The Herald, Sharon, PA Published Thursday, May 1, 2003

Legal negotiations
delay sewer report

By Joe Pinchot
Herald Staff Writer

The sewer subcommittee of the Shenango Valley Intergovernmental Study Committee is stymied on two fronts as it awaits the completion of legal negotiations.

The subcommittee is trying to shed a former consultant and hire a new one to complete its report for the full committee.

Officials fired L. Robert Kimball and Associates, Ebensburg, for failing to secure grant money, provide progress reports or gather information, but the company submitted to the city of Farrell -- the lead municipality in the study -- a $13,000 bill for work it said it has done.

While the committee believes the company is not owed any money, the state has expressed a willingness to pay Kimball something from a $65,000 grant it has set aside for the study, said subcommittee member Tom Tulip.

Subcommittee Chairman Joseph Augustine, a Hermitage commissioner, said Farrell solicitor Stephen Mirizio made a settlement offer to Kimball, and officials are waiting for the company to respond.

Tulip, director of the Mercer County office of the Pennsylvania Economy League and Farrell's economic recovery coordinator, said the figure was approved by the state, and probably Mirizio is the only other person to know what it is.

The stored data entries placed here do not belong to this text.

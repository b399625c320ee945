//! Keep the session's account and user documents in sync with updates
//! made through the API.

use mosaic_core::{AUTH_SESSION_KEY, AuthSession, SessionStore};
use mosaic_events::{EventBus, topics};
use serde_json::{Map, Value, json};
use tracing::{debug, info};

use crate::intent::RequestIntent;

/// After an account update, replace the current and/or original account
/// when the updated account is one of them.
pub(crate) fn sync_account(
    request: &RequestIntent,
    doc: &Value,
    session: &AuthSession,
    bus: &EventBus,
) {
    let Some(account_id) = request.param_str("accountId") else {
        return;
    };

    if session.current_account_id().as_deref() == Some(account_id) {
        session.set_current_account(doc.clone());
        bus.publish(topics::CURRENT_ACCOUNT_UPDATED, doc.clone());
        debug!(account_id, "Current account replaced");
    }

    if session.original_account_id().as_deref() == Some(account_id) {
        session.set_original_account(doc.clone());
        bus.publish(topics::ORIGINAL_ACCOUNT_UPDATED, doc.clone());
        debug!(account_id, "Original account replaced");
    }
}

/// After a user update, mirror the logged-in user's new document.
pub(crate) fn sync_current_user(
    request: &RequestIntent,
    doc: &Value,
    session: &AuthSession,
    store: &dyn SessionStore,
    bus: &EventBus,
) {
    let (Some(user_id), Some(current)) = (request.param_str("userId"), session.user_id()) else {
        return;
    };
    if user_id != current {
        return;
    }

    session.set_current_user(doc.clone());
    bus.publish(topics::CURRENT_USER_UPDATED, doc.clone());

    if let Some(password) = request.body().and_then(|b| b.get("password")) {
        bus.publish(
            topics::CURRENT_USER_PASSWORD_UPDATED,
            json!({ "user": doc, "password": password }),
        );
    }

    sync_stored_language(doc.get("language"), store);
}

fn sync_stored_language(language: Option<&Value>, store: &dyn SessionStore) {
    let mut stored = match store.get(AUTH_SESSION_KEY) {
        Some(Value::Object(map)) => map,
        _ => Map::new(),
    };
    if stored.get("language") == language {
        return;
    }

    match language {
        Some(lang) => {
            stored.insert("language".to_string(), lang.clone());
        },
        None => {
            stored.remove("language");
        },
    }
    info!(language = ?language, "Session language updated");
    store.set(AUTH_SESSION_KEY, Value::Object(stored));
}

#[cfg(test)]
mod tests {
    use super::*;
    use mosaic_core::{AuthState, MemorySessionStore};

    fn session() -> AuthSession {
        AuthSession::new(AuthState {
            auth_token: Some("tok".into()),
            user_id: Some("user-1".into()),
            current_user: json!({"id": "user-1", "language": "en-US"}),
            current_account: json!({"id": "acc-sub", "name": "Sub"}),
            original_account: json!({"id": "acc-root", "name": "Root"}),
            installed_apps: Vec::new(),
        })
    }

    #[test]
    fn test_account_sync_current_only() {
        let session = session();
        let bus = EventBus::new();
        let mut rx = bus.subscribe();
        let request = RequestIntent::new("account.update").with_param("accountId", json!("acc-sub"));
        let doc = json!({"id": "acc-sub", "name": "Renamed"});

        sync_account(&request, &doc, &session, &bus);

        assert_eq!(session.current_account(), doc);
        assert_eq!(session.original_account()["name"], "Root");
        let seen: Vec<_> = rx.drain().iter().map(|e| e.topic.clone()).collect();
        assert_eq!(seen, [topics::CURRENT_ACCOUNT_UPDATED]);
    }

    #[test]
    fn test_account_sync_other_account_ignored() {
        let session = session();
        let bus = EventBus::new();
        let mut rx = bus.subscribe();
        let request = RequestIntent::new("account.update").with_param("accountId", json!("acc-x"));

        sync_account(&request, &json!({"id": "acc-x"}), &session, &bus);

        assert_eq!(session.current_account()["name"], "Sub");
        assert!(rx.drain().is_empty());
    }

    #[test]
    fn test_current_user_sync_with_password_and_language() {
        let session = session();
        let bus = EventBus::new();
        let mut rx = bus.subscribe();
        let store = MemorySessionStore::new()
            .with_value(AUTH_SESSION_KEY, json!({"language": "en-US", "authToken": "tok"}));
        let request = RequestIntent::new("user.update")
            .with_param("userId", json!("user-1"))
            .with_param("data", json!({"password": "hunter2"}));
        let doc = json!({"id": "user-1", "language": "fr-FR"});

        sync_current_user(&request, &doc, &session, &store, &bus);

        assert_eq!(session.current_user(), doc);
        let events = rx.drain();
        assert_eq!(events.len(), 2);
        assert_eq!(events[1].topic, topics::CURRENT_USER_PASSWORD_UPDATED);
        assert_eq!(events[1].payload["password"], "hunter2");

        let stored = store.get(AUTH_SESSION_KEY).unwrap();
        assert_eq!(stored["language"], "fr-FR");
        assert_eq!(stored["authToken"], "tok");
    }

    #[test]
    fn test_other_user_not_synced() {
        let session = session();
        let bus = EventBus::new();
        let store = MemorySessionStore::new();
        let request = RequestIntent::new("user.update").with_param("userId", json!("user-2"));

        sync_current_user(&request, &json!({"id": "user-2"}), &session, &store, &bus);

        assert_eq!(session.current_user()["id"], "user-1");
        assert!(store.get(AUTH_SESSION_KEY).is_none());
    }
}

Meanwhile, the subcommittee received three proposals from firms that want to complete the study. Herbert, Rowland and Grubic Engineering and Related Services, Cranberry Township, Butler County, submitted the lowest figure, $45,265.

Augustine said the wording of the contract has not been agreed upon, and he hopes a meeting can be set up soon with the company and Mirizio to hash out final details.

Farrell council will have to approve the deal.

According to the contract, the study would take 90 days to complete.

While officials had initially wanted to study the possibility of combining the existing sewer facilities of Farrell, Sharon, Hermitage, Sharpsville and Wheatland, the state has said it will not approve dismantling the existing treatment plants and building a new one.

The study will focus on the administrative aspects of combining the sewer systems, while leaving the plants as they are.